In the system, the language model is formed by bidirectional recurrent neural network training, the circulation processing of the BilSTM network is carried out on the feature vector information of the image and the caption features generated based on the feature vector information of the image, the image captions obtained by the circulation processing are connected with a full-connection network, and the image captions are finally obtained after the processing of a Softmax classifier.

In the system, the feature extraction model module is further configured to perform full-connection processing on the feature vector information of the obtained image through the set full-connection network, and then output the feature vector information to the language model module.

The system also comprises a BLEU tool evaluation module which is used for evaluating the set feature extraction model and the image subtitle generation model constructed by the set language model.

It can be seen that a subtitle generation model is constructed in the embodiment of the invention, and the related technologies of computer vision and natural language processing are fused. Firstly, when image features are extracted, a deep convolutional neural network, such as a trained ResNet50 deep convolutional neural network, is adopted to obtain feature vector information of the image; and secondly, a text sequence processing technology is used, a bidirectional cyclic neural network is selected for extracting semantic information in the feature vector information of the image, a transfer learning idea is used in the process, a Word2ved trained language model is fused to serve as the initialization of a Word vector for extracting the semantic information, then a decoder is used for fusing the feature vector information of the image, which is output by image feature extraction and text sequence processing, and the fused feature vector information is used for final prediction through a full connection layer.

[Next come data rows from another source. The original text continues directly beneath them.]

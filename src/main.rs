//! sysdash - console system dashboard
//!
//! Each subcommand opens one screen and returns when it is done. Live
//! monitors stop on `q`, `Esc` or `Ctrl+C`.

use clap::{Parser, Subcommand};
use std::error::Error;
use std::io;
use std::path::{Path, PathBuf};
use tracing::{debug, info};
use tracing_subscriber::{EnvFilter, FmtSubscriber};

use sysdash::apps::{
    process_table, search, search_table, tree_lines, ProcessError, ProcessManager, SearchOptions,
    WildcardMask,
};
use sysdash::console::{KeyboardInput, TerminalSink};
use sysdash::core::{CpuSourceKind, DashboardConfig};
use sysdash::metrics::{collect_disks, CpuProvider, DiskProvider, MemoryProvider, MetricProvider};
use sysdash::monitor::{disk_report, BarStyle, MonitorOutcome, MonitorSettings, RealtimeMonitor};
use sysdash::platform::parse_bytes;

#[derive(Parser)]
#[command(name = "sysdash")]
#[command(about = "Console dashboard for CPU, memory, disks, processes and files", long_about = None)]
struct Cli {
    /// Config file (defaults to <config dir>/sysdash/config.toml)
    #[arg(long, global = true)]
    config: Option<PathBuf>,

    /// Increase log verbosity (-v info, -vv debug)
    #[arg(short, long, global = true, action = clap::ArgAction::Count)]
    verbose: u8,

    /// Stop live monitors after this many samples
    #[arg(long, global = true, value_parser = clap::builder::RangedU64ValueParser::<usize>::new().range(1..))]
    samples: Option<usize>,

    #[command(subcommand)]
    command: Commands,
}

#[derive(Subcommand)]
enum Commands {
    /// Live CPU usage bar
    Cpu,

    /// Live memory usage page
    Memory,

    /// Disk overview, or a live monitor for one mount point
    Disk {
        /// Mount point to watch live
        #[arg(short, long)]
        watch: Option<PathBuf>,
    },

    /// List running processes
    Processes {
        /// Only show processes whose name contains this text
        #[arg(short, long)]
        filter: Option<String>,

        /// Print JSON instead of a table
        #[arg(long)]
        json: bool,
    },

    /// Kill a process by PID or name
    Kill {
        /// PID or exact process name
        target: String,

        /// Skip the confirmation prompt
        #[arg(short, long)]
        yes: bool,
    },

    /// Search for files under a directory
    Search {
        /// Directory to search
        #[arg(default_value = ".")]
        dir: PathBuf,

        /// Wildcard file mask, e.g. *.log
        #[arg(short, long, default_value = "*")]
        mask: String,

        /// Minimum file size, e.g. 10KB
        #[arg(long)]
        min_size: Option<String>,

        /// Maximum file size, e.g. 1.5GB
        #[arg(long)]
        max_size: Option<String>,
    },

    /// Show a directory tree
    Tree {
        /// Root directory
        #[arg(default_value = ".")]
        dir: PathBuf,

        /// Maximum depth to expand
        #[arg(short, long)]
        depth: Option<usize>,
    },

    /// Show configuration
    Config {
        /// Write the default config file if none exists
        #[arg(long)]
        init: bool,
    },
}

#[tokio::main(flavor = "current_thread")]
async fn main() -> Result<(), Box<dyn Error>> {
    let cli = Cli::parse();

    // Initialize logging
    let default_level = match cli.verbose {
        0 => "warn",
        1 => "info",
        _ => "debug",
    };
    let filter = EnvFilter::try_from_env("SYSDASH_LOG").unwrap_or_else(|_| EnvFilter::new(default_level));
    let subscriber = FmtSubscriber::builder()
        .with_env_filter(filter)
        .with_target(false)
        .with_writer(io::stderr)
        .finish();
    tracing::subscriber::set_global_default(subscriber)?;

    let config_path = cli.config.clone().or_else(DashboardConfig::default_path);
    let config = DashboardConfig::load_or_default(config_path.as_deref())?;
    debug!("Using config: {:?}", config);

    match cli.command {
        Commands::Cpu => {
            let provider = match config.cpu_source {
                CpuSourceKind::Counter => CpuProvider::counter(),
                CpuSourceKind::ProcStat => CpuProvider::proc_stat()?,
            };
            run_monitor(provider, &config, cli.samples).await?;
        }

        Commands::Memory => {
            run_monitor(MemoryProvider::new(), &config, cli.samples).await?;
        }

        Commands::Disk { watch: Some(mount) } => {
            run_monitor(DiskProvider::new(mount), &config, cli.samples).await?;
        }

        Commands::Disk { watch: None } => {
            let style = bar_style(&config);
            for line in disk_report(&collect_disks(), &style, config.disk_warning_percent) {
                println!("{}", line);
            }
        }

        Commands::Processes { filter, json } => {
            let mut manager = ProcessManager::new();
            let entries = manager
                .snapshot(config.process_window(), filter.as_deref())
                .await;
            if json {
                println!("{}", serde_json::to_string_pretty(&entries)?);
            } else {
                for line in process_table(&entries) {
                    println!("{}", line);
                }
                println!();
                println!("Total processes: {}", entries.len());
            }
        }

        Commands::Kill { target, yes } => {
            let mut manager = ProcessManager::new();
            let mut out = TerminalSink::stdout();
            let mut stdin = io::stdin().lock();
            match manager.kill_interactive(&target, yes, &mut out, &mut stdin) {
                Ok(pid) => println!("Process {} terminated.", pid),
                Err(e) if e.downcast_ref::<ProcessError>() == Some(&ProcessError::Cancelled) => {
                    println!("{}", e);
                }
                Err(e) => return Err(e),
            }
        }

        Commands::Search {
            dir,
            mask,
            min_size,
            max_size,
        } => {
            let options = SearchOptions {
                mask: WildcardMask::new(&mask)?,
                min_size: size_arg(min_size.as_deref())?,
                max_size: size_arg(max_size.as_deref())?,
            };
            println!("Searching {} for {}...", dir.display(), mask);
            let results = search(&dir, &options)?;
            for line in search_table(&results) {
                println!("{}", line);
            }
        }

        Commands::Tree { dir, depth } => {
            for line in tree_lines(&dir, depth)? {
                println!("{}", line);
            }
        }

        Commands::Config { init } => {
            if init {
                let path = config_path
                    .as_deref()
                    .ok_or("No config directory on this platform")?;
                init_config(path, &config)?;
            }
            match &config_path {
                Some(path) => println!("Config file: {}", path.display()),
                None => println!("Config file: (none)"),
            }
            println!();
            println!("{}", toml::to_string_pretty(&config)?);
        }
    }

    Ok(())
}

/// Run one live monitor on the terminal until it stops.
async fn run_monitor<P: MetricProvider>(
    provider: P,
    config: &DashboardConfig,
    samples: Option<usize>,
) -> Result<(), Box<dyn Error>> {
    let mut settings = MonitorSettings::from(config);
    settings.max_samples = samples;

    let mut out = TerminalSink::stdout();
    let mut input = KeyboardInput::new(config.cancel_key)?;
    let mut monitor = RealtimeMonitor::new(provider, settings);
    let report = monitor.run(&mut out, &mut input).await?;

    match report.outcome {
        MonitorOutcome::Failed(e) => info!("Monitor ended with error: {}", e),
        outcome => info!("Monitor ended: {:?} after {} samples", outcome, report.samples),
    }
    Ok(())
}

fn bar_style(config: &DashboardConfig) -> BarStyle {
    BarStyle {
        width: config.bar_width,
        filled: config.filled_char,
        empty: config.empty_char,
    }
}

fn size_arg(value: Option<&str>) -> Result<Option<u64>, String> {
    value
        .map(|v| parse_bytes(v).ok_or_else(|| format!("Invalid size: {}", v)))
        .transpose()
}

fn init_config(path: &Path, config: &DashboardConfig) -> Result<(), Box<dyn Error>> {
    if path.exists() {
        println!("Config already exists at {}", path.display());
    } else {
        config.save(path)?;
        println!("Wrote default config to {}", path.display());
    }
    Ok(())
}

#[cfg(test)]
mod tests {
    use super::*;

    #[test]
    fn test_sample_limit_must_be_positive() {
        assert!(Cli::try_parse_from(["sysdash", "--samples", "0", "cpu"]).is_err());
        let cli = Cli::try_parse_from(["sysdash", "memory", "--samples", "3"]).unwrap();
        assert_eq!(cli.samples, Some(3));
    }
}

Thus, higher accuracy and better fluency of the generated image captions are obtained.

The above description is only for the purpose of illustrating the preferred embodiments of the present invention and is not to be construed as limiting the invention, and any modifications, equivalents, improvements and the like made within the spirit and principle of the present invention should be included in the scope of the present invention.

Claims

1. A method of image subtitle generation, the method comprising:

2. The method of claim 1, wherein the feature extraction model is constructed using a convolutional neural network and the language model is constructed using a bi-directional cyclic neural network model.

3. The method of claim 2, wherein the feature extraction model is a deep convolutional neural network comprising a plurality of convolutional layers, a plurality of fully-connected layers, and a classifier.

4. The method of claim 2, wherein the obtaining the image caption comprises:

5. The method of claim 1, wherein a fully connected network is further provided in the feature extraction model, and the feature vector information of the image is provided to the language model through the fully connected network.

6. The method of claim 1, further comprising:

and evaluating the image subtitle generating model by adopting a BLEU tool.

7. A system for image subtitle generation, comprising: a feature extraction model module and a language model module, wherein,

8. The system of claim 7, wherein the feature extraction model is constructed using deep convolutional neural network training, comprising a plurality of convolutional layers, a plurality of fully-connected layers, and a classifier;

9. The system according to claim 7, wherein the feature extraction model module is further configured to perform full-join processing on the feature vector information of the obtained image through the set full-join network, and output the processed feature vector information to the language model module.

10. The system of claim 7, further comprising a BLEU tool evaluation module for evaluating an image subtitle generation model constructed from the set feature extraction model and the set language model.